[Collected data entries]
..............................

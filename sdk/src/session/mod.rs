//! Session state machine.
//!
//! A session starts [`SessionPhase::Uninitialized`] and moves exactly once to
//! either [`SessionPhase::Initialized`] or the terminal
//! [`SessionPhase::Failed`]. The transition runs behind a one-shot latch, so
//! concurrent callers never initialize twice: the first one runs the
//! protocol, everyone else waits for its outcome.
//!
//! [`InitiatorSession`] derives from a peer's published [`KeyCardSet`] and
//! embeds a handshake into its first message. [`ResponderSession`] derives
//! from that handshake and the local key pool. [`ActiveSession`] is the
//! two-variant wrapper the manager hands out.
//!
//! [`KeyCardSet`]: crate::cards::KeyCardSet

mod envelope;
mod initiator;
mod responder;

pub use {envelope::*, initiator::InitiatorSession, responder::ResponderSession};
use {
    crate::{
        cards::CardId,
        context::SessionContext,
        crypto::CryptoEngine,
        error::{SessionError, SessionResult},
        state::{PeerKeys, Role, SecureSessionIdentity, SessionId, SessionState},
    },
    chrono::{DateTime, Utc},
    std::{fmt, sync::OnceLock},
};

#[derive(Clone, Copy, Debug, PartialEq, Eq)]
pub enum SessionPhase {
    Uninitialized,
    Initialized,
    Failed,
}

/// Behaviour shared by both session roles.
pub trait SecureSession: Send + Sync {
    fn role(&self) -> Role;

    /// Identity card id of the other party.
    fn peer_card_id(&self) -> &CardId;

    fn phase(&self) -> SessionPhase;

    /// Available once the session is initialized.
    fn identity(&self) -> Option<&SecureSessionIdentity>;

    /// Run the initialization protocol if it has not run yet.
    fn initialize(&self) -> SessionResult<()>;

    /// Encrypt `plaintext` into a wire envelope, initializing first if needed.
    fn encrypt(&self, plaintext: &str) -> SessionResult<String>;

    fn decrypt(&self, envelope: &str) -> SessionResult<String>;

    fn session_id(&self) -> Option<SessionId> {
        self.identity().map(|identity| identity.session_id)
    }

    fn is_expired(&self, now: DateTime<Utc>) -> bool {
        self.identity().is_some_and(|identity| identity.is_expired(now))
    }
}

/// Derived secrets plus the bookkeeping they were derived from.
pub(crate) struct Established<H> {
    pub(crate) identity: SecureSessionIdentity,
    pub(crate) peer: PeerKeys,
    pub(crate) handle: H,
}

impl<H> Established<H> {
    /// Rehydrate from a persisted record without deriving.
    pub(crate) fn recover<E>(engine: &E, state: SessionState, role: Role) -> SessionResult<Self>
    where
        E: CryptoEngine<Handle = H>,
    {
        if state.identity.role != role {
            return Err(SessionError::SessionMismatch(format!(
                "stored session for {} is a {} session",
                state.identity.peer_card_id, state.identity.role
            )));
        }

        let handle = engine.import_handle(&state.session_secret)?;

        Ok(Self {
            identity: state.identity,
            peer: state.peer,
            handle,
        })
    }

    pub(crate) fn to_state<E>(&self, engine: &E) -> SessionState
    where
        E: CryptoEngine<Handle = H>,
    {
        SessionState {
            identity: self.identity.clone(),
            peer: self.peer.clone(),
            session_secret: engine.export_handle(&self.handle).to_vec(),
        }
    }
}

/// One-shot initialization guard.
pub(crate) struct InitLatch<H> {
    cell: OnceLock<SessionResult<Established<H>>>,
}

impl<H> InitLatch<H> {
    pub(crate) fn new() -> Self {
        Self {
            cell: OnceLock::new(),
        }
    }

    /// A latch that already holds the outcome of an eager initialization.
    pub(crate) fn settled(outcome: SessionResult<Established<H>>) -> Self {
        Self {
            cell: OnceLock::from(outcome),
        }
    }

    pub(crate) fn phase(&self) -> SessionPhase {
        match self.cell.get() {
            None => SessionPhase::Uninitialized,
            Some(Ok(_)) => SessionPhase::Initialized,
            Some(Err(_)) => SessionPhase::Failed,
        }
    }

    /// The established session, without initializing.
    pub(crate) fn get(&self) -> SessionResult<&Established<H>> {
        match self.cell.get() {
            None => Err(SessionError::NotInitialized),
            Some(Ok(established)) => Ok(established),
            Some(Err(e)) => Err(SessionError::SessionFailed(e.to_string())),
        }
    }

    /// Run `init` unless the latch is already settled. The caller whose `init`
    /// failed gets the original error; later callers get
    /// [`SessionError::SessionFailed`].
    pub(crate) fn get_or_init(
        &self,
        init: impl FnOnce() -> SessionResult<Established<H>>,
    ) -> SessionResult<&Established<H>> {
        let mut ran = false;

        let outcome = self.cell.get_or_init(|| {
            ran = true;
            init()
        });

        match outcome {
            Ok(established) => Ok(established),
            Err(e) if ran => Err(e.clone()),
            Err(e) => Err(SessionError::SessionFailed(e.to_string())),
        }
    }

    pub(crate) fn identity(&self) -> Option<&SecureSessionIdentity> {
        match self.cell.get() {
            Some(Ok(established)) => Some(&established.identity),
            _ => None,
        }
    }
}

/// Seal `plaintext` into a regular envelope.
pub(crate) fn seal<E: CryptoEngine>(
    ctx: &SessionContext<E>,
    established: &Established<E::Handle>,
    plaintext: &str,
) -> SessionResult<String> {
    let sealed = ctx
        .engine()
        .encrypt_with(&established.handle, plaintext.as_bytes())?;

    Envelope::Regular(RegularMessage {
        session_id: established.identity.session_id,
        salt: sealed.salt,
        ciphertext: sealed.ciphertext,
    })
    .to_wire()
}

/// Open `salt`/`ciphertext` with the session secrets.
pub(crate) fn open<E: CryptoEngine>(
    ctx: &SessionContext<E>,
    established: &Established<E::Handle>,
    salt: &[u8],
    ciphertext: &[u8],
) -> SessionResult<String> {
    let plaintext = ctx
        .engine()
        .decrypt_with(&established.handle, salt, ciphertext)?;

    String::from_utf8(plaintext)
        .map_err(|_| SessionError::Decoding("plaintext is not valid UTF-8".into()))
}

/// Open a regular envelope addressed to this session.
pub(crate) fn open_regular<E: CryptoEngine>(
    ctx: &SessionContext<E>,
    established: &Established<E::Handle>,
    message: &RegularMessage,
) -> SessionResult<String> {
    if message.session_id != established.identity.session_id {
        return Err(SessionError::SessionMismatch(format!(
            "message for session {} delivered to session {}",
            message.session_id, established.identity.session_id
        )));
    }

    open(ctx, established, &message.salt, &message.ciphertext)
}

/// A live session of either role.
pub enum ActiveSession<E: CryptoEngine> {
    Initiator(InitiatorSession<E>),
    Responder(ResponderSession<E>),
}

impl<E: CryptoEngine> ActiveSession<E> {
    /// Rebuild a session from its persisted record.
    pub fn recover(ctx: std::sync::Arc<SessionContext<E>>, state: SessionState) -> Self {
        match state.identity.role {
            Role::Initiator => ActiveSession::Initiator(InitiatorSession::recover(ctx, state)),
            Role::Responder => ActiveSession::Responder(ResponderSession::recover(ctx, state)),
        }
    }

    fn inner(&self) -> &dyn SecureSession {
        match self {
            ActiveSession::Initiator(session) => session,
            ActiveSession::Responder(session) => session,
        }
    }

    pub fn as_responder(&self) -> Option<&ResponderSession<E>> {
        match self {
            ActiveSession::Responder(session) => Some(session),
            ActiveSession::Initiator(_) => None,
        }
    }
}

impl<E: CryptoEngine> fmt::Debug for ActiveSession<E> {
    fn fmt(&self, f: &mut fmt::Formatter<'_>) -> fmt::Result {
        f.debug_struct("ActiveSession")
            .field("role", &self.role())
            .field("peer_card_id", self.peer_card_id())
            .field("phase", &self.phase())
            .field("session_id", &self.session_id())
            .finish()
    }
}

impl<E: CryptoEngine> SecureSession for ActiveSession<E> {
    fn role(&self) -> Role {
        self.inner().role()
    }

    fn peer_card_id(&self) -> &CardId {
        self.inner().peer_card_id()
    }

    fn phase(&self) -> SessionPhase {
        self.inner().phase()
    }

    fn identity(&self) -> Option<&SecureSessionIdentity> {
        self.inner().identity()
    }

    fn initialize(&self) -> SessionResult<()> {
        self.inner().initialize()
    }

    fn encrypt(&self, plaintext: &str) -> SessionResult<String> {
        self.inner().encrypt(plaintext)
    }

    fn decrypt(&self, envelope: &str) -> SessionResult<String> {
        self.inner().decrypt(envelope)
    }
}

..............................

WHAT TO DO:
Look through the data above for the word "ciphertext". Report each line where it occurs.

PROBLEM SOLUTION:
        ciphertext: sealed.ciphertext,
/// Open `salt`/`ciphertext` with the session secrets.
    ciphertext: &[u8],
        .decrypt_with(&established.handle, salt, ciphertext)?;
    open(ctx, established, &message.salt, &message.ciphertext)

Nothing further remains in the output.